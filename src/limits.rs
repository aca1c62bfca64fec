//! Hard limits. Anything beyond these is rejected with `LimitExceeded`
//! or `Validation` rather than clamped.

use crate::model::Ms;

pub const MIN_NAME_LEN: usize = 2;
pub const MAX_NAME_LEN: usize = 100;
pub const MIN_KIND_LEN: usize = 2;
pub const MAX_NOTES_LEN: usize = 2_000;
pub const MAX_LOCATION_LEN: usize = 200;
pub const MAX_DESCRIPTION_LEN: usize = 2_000;

pub const DAY_MS: Ms = 86_400_000;

/// Timestamps before the epoch are never valid inputs.
pub const MIN_VALID_TIMESTAMP_MS: Ms = 0;
/// Year 3000. Catches second-vs-millisecond mixups.
pub const MAX_VALID_TIMESTAMP_MS: Ms = 32_503_680_000_000;

/// A single reservation longer than a year is a data-entry error.
pub const MAX_SPAN_DURATION_MS: Ms = 366 * DAY_MS;
pub const MAX_QUERY_WINDOW_MS: Ms = 366 * DAY_MS;
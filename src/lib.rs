pub mod auth;
pub mod config;
pub mod error;
pub mod oss;
pub mod retry;
pub mod utils;

pub use error::{ErrorKind, OssError, Result};
pub use oss::{OssApi, UploadJob};
pub use retry::RetryPolicy;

....

Your reply must contain the line with "pub const MAX_LOCATION_LEN: usize = 200;" and each later line of the material, word for word, and nothing else.

pub const MAX_LOCATION_LEN: usize = 200;
pub const MAX_DESCRIPTION_LEN: usize = 2_000;

pub const DAY_MS: Ms = 86_400_000;

/// Timestamps before the epoch are never valid inputs.
pub const MIN_VALID_TIMESTAMP_MS: Ms = 0;
/// Year 3000. Catches second-vs-millisecond mixups.
pub const MAX_VALID_TIMESTAMP_MS: Ms = 32_503_680_000_000;

/// A single reservation longer than a year is a data-entry error.
pub const MAX_SPAN_DURATION_MS: Ms = 366 * DAY_MS;
pub const MAX_QUERY_WINDOW_MS: Ms = 366 * DAY_MS;
filename src/lib.rs
pub mod auth;
pub mod config;
pub mod error;
pub mod oss;
pub mod retry;
pub mod utils;

pub use error::{ErrorKind, OssError, Result};
pub use oss::{OssApi, UploadJob};
pub use retry::RetryPolicy;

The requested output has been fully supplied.